Batteries: GM says the batteries it's planning to use for the Volt are safe and durable enough to get started. Later improvements that come as the industry grows will be icing on the cake. Fleet: IN 2007, US fleet purchases were 65,000 units; half of that by 2012 is more than possible based on current automakers' announcements. Environmental Defense: The group has been a pioneer in developing market-based approaches to climate change, but DeCicco's focus on damping down interest and support for solutions that don't have to wait for broader agreement means the group misses promoting practical solutions.

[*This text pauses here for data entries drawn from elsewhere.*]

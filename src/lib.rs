//! sqlserver-executor - run ad-hoc SQL against SQL Server profiles.
//!
//! Statements containing DELETE are rejected before a connection is opened.
//! This library exposes the core modules for the binary and integration tests.

pub mod app;
pub mod cli;
pub mod config;
pub mod db;
pub mod error;
pub mod input;
pub mod logging;
pub mod output;
pub mod query;
pub mod safety;
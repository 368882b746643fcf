//! Command-line argument parsing for sqlserver-executor.
//!
//! Uses clap to parse CLI arguments. Connection flags override the values of
//! the selected configuration profile.

use crate::config::PartialProfile;
use crate::output::OutputFormat;
use clap::Parser;
use std::path::PathBuf;

const CONFIG_EXAMPLE: &str = r#"配置文件示例 (~/.sqlserver-executor.json):
{
    "default": "dev",
    "connections": {
        "dev": {
            "server": "localhost",
            "database": "DevDB",
            "user": "sa",
            "password": "password",
            "port": 1433
        },
        "prod": {
            "server": "prod-server",
            "database": "ProdDB",
            "user": "app_user",
            "password": "secret",
            "port": 1433
        }
    }
}"#;

/// SQL Server 执行器 - 支持除 DELETE 外的所有 SQL 操作
#[derive(Parser, Debug)]
#[command(name = "sqlserver-executor")]
#[command(version, about, long_about = None, after_help = CONFIG_EXAMPLE)]
pub struct Cli {
    /// 配置文件路径
    #[arg(short = 'c', long, value_name = "PATH")]
    pub config: Option<PathBuf>,

    /// 使用指定的配置名称
    #[arg(long, value_name = "NAME")]
    pub profile: Option<String>,

    /// 列出所有可用配置
    #[arg(long)]
    pub list_profiles: bool,

    /// 服务器地址
    #[arg(short = 's', long, value_name = "SERVER")]
    pub server: Option<String>,

    /// 数据库名
    #[arg(short = 'd', long, value_name = "DATABASE")]
    pub database: Option<String>,

    /// 用户名
    #[arg(short = 'u', long, value_name = "USER")]
    pub user: Option<String>,

    /// 密码
    #[arg(
        short = 'p',
        long,
        value_name = "PASSWORD",
        env = "SQLSERVER_EXECUTOR_PASSWORD",
        hide_env_values = true
    )]
    pub password: Option<String>,

    /// 端口号 (默认: 1433)
    #[arg(short = 'P', long, value_name = "PORT")]
    pub port: Option<u16>,

    /// SQL 语句
    #[arg(short = 'q', long, value_name = "SQL")]
    pub query: Option<String>,

    /// SQL 文件路径
    #[arg(short = 'f', long, value_name = "PATH")]
    pub file: Option<PathBuf>,

    /// 输出格式
    #[arg(short = 'o', long, value_enum, default_value_t = OutputFormat::Table)]
    pub output: OutputFormat,

    /// 输出调试日志到 stderr
    #[arg(short = 'v', long)]
    pub verbose: bool,
}

impl Cli {
    /// Parses command-line arguments.
    pub fn parse_args() -> Self {
        Self::parse()
    }

    /// Connection fields given on the command line.
    pub fn overrides(&self) -> PartialProfile {
        PartialProfile {
            server: self.server.clone(),
            database: self.database.clone(),
            user: self.user.clone(),
            password: self.password.clone(),
            port: self.port,
        }
    }
}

MULTIPLE PHEV REPORTS FROM ALTCAREXPO IN AUSTIN; NEWS FROM PLUG-IN PARTNERS: For the first time this event was held in a second location in addition to Santa Monica. AutoBlogGreen wins an award for the most stories on a single event. Starting from http://www.autobloggreen.com/category/austin-alt-car-expo/ you can read and listen to the stories--we include a few highlights:
- AUSTIN ENERGY ENDS PLUG-IN PARTNERS, UNVEILS NEW SMART CHARGING SOFTWARE Austin Energy is hosting this Expo, and used it to mark the end of the Plug-in Partners campaign. Wait, using an alt car show to call an end to a movement that has worked incredibly hard to get the big automakers to focus on plug-in vehicles? Yup. Austin Energy general manager Roger Duncan announced that the Plug-in Partners program is officially finished now because, "We have absolutely achieved success." The rumor is that the EDTA might take over some of the PiP work moving forward, but for now it's mission accomplished. Also speaking at the press conference was Lloyd Doggett, U.S. Congressman for the Austin area. Doggett said that the smart grid/plug-in efforts are "a campaign that really matters for our city and the planet." Doggett knows what he's talking about; he's worked in Congres for years on getting pro-PHEV legislation passed (we got a chance to speak directly with Doggett about this, and we'll post that interview shortly). Lastly David Kaplan of V2Green showed of a piece of web-based PHEV software that AE uses to track - and predict - PHEV use. The company currently has two converted Priuses plugged into the network and a fleet of thousands of virtual cars that can help engineers and others understand how customers will affect the grid load and vice versa. It's a new era in grid planning - something we'll have much more on later. For now, you can see the software screens by clicking here (then just click on each picture to go to the next screen).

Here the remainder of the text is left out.